Stored data
>>>>>

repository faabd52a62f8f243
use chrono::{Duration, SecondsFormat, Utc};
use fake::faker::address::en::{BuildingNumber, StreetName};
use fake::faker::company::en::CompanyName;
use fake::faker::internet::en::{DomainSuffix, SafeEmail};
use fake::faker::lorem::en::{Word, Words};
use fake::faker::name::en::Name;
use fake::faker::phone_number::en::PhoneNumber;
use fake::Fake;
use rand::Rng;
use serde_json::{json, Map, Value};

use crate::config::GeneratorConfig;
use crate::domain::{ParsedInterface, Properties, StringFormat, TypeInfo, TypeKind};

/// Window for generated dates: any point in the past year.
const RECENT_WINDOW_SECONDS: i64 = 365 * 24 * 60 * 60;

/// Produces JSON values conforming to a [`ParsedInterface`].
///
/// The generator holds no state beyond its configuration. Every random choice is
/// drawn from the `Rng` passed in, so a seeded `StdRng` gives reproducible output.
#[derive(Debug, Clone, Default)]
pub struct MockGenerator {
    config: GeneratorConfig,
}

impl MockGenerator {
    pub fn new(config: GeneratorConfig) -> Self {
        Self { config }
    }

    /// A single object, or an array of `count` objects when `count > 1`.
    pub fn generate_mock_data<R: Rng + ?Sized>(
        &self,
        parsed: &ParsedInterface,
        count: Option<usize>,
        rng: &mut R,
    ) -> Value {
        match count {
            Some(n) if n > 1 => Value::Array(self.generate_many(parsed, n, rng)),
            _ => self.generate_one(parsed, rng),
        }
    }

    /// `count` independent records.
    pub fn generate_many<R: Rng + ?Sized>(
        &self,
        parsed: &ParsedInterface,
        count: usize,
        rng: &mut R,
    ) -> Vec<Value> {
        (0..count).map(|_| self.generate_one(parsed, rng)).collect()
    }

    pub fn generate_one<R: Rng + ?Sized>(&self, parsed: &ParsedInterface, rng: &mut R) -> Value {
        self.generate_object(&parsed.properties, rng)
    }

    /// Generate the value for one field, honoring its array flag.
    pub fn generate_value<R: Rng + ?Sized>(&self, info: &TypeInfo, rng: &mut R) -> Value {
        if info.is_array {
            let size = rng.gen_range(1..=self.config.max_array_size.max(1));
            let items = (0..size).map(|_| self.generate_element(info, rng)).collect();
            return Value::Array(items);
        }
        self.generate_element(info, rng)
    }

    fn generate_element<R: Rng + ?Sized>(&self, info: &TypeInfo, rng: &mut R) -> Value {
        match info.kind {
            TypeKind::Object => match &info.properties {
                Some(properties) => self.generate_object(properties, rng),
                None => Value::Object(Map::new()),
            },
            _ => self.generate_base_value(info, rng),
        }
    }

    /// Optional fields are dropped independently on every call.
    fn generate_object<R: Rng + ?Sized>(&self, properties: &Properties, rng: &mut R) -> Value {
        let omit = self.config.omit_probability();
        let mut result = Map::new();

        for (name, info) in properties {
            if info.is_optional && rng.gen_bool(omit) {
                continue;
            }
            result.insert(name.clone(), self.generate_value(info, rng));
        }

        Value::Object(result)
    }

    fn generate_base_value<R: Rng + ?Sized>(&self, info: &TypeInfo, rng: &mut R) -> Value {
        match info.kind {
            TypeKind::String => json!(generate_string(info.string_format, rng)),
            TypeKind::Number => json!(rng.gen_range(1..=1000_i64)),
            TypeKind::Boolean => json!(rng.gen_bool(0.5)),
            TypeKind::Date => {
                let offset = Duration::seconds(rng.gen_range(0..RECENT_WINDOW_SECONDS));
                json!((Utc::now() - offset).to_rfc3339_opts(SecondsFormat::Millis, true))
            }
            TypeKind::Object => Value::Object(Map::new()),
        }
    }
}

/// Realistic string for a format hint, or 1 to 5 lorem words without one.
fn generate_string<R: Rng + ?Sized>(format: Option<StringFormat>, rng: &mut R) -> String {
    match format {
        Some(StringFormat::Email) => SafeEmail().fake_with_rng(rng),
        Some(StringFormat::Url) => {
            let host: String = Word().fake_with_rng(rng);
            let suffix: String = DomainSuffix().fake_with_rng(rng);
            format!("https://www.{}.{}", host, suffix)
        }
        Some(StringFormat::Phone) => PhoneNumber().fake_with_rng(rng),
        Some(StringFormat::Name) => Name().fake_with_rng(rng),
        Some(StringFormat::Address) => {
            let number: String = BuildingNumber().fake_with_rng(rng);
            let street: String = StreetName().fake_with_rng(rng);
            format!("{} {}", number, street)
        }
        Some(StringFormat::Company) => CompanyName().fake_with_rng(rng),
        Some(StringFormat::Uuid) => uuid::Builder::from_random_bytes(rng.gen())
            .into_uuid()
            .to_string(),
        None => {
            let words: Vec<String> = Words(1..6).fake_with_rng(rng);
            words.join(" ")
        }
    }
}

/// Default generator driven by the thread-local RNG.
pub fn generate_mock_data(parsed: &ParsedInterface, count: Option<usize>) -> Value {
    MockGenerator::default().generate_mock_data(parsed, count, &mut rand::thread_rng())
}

<<<<<
>>>>>

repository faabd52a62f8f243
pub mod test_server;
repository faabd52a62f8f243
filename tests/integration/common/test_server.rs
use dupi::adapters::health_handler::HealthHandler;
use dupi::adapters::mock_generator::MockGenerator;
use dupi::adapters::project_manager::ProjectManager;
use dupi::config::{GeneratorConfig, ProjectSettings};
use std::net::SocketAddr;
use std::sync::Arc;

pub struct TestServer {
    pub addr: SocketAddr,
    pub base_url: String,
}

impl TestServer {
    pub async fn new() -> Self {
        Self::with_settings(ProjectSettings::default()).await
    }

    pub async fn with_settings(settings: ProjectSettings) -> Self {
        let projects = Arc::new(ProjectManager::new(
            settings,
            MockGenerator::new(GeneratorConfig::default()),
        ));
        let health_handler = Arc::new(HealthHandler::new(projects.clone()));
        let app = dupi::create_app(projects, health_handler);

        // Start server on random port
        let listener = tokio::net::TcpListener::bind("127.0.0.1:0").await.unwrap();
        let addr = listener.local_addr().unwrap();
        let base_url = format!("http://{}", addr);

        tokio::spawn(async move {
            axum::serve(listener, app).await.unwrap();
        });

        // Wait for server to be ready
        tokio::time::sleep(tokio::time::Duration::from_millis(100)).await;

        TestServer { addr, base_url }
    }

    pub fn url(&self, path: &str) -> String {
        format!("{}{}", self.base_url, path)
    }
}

<<<<<

Problem description
Gather each line in these records that contains the string "CompanyName".

Task solution
use fake::faker::company::en::CompanyName;
        Some(StringFormat::Company) => CompanyName().fake_with_rng(rng),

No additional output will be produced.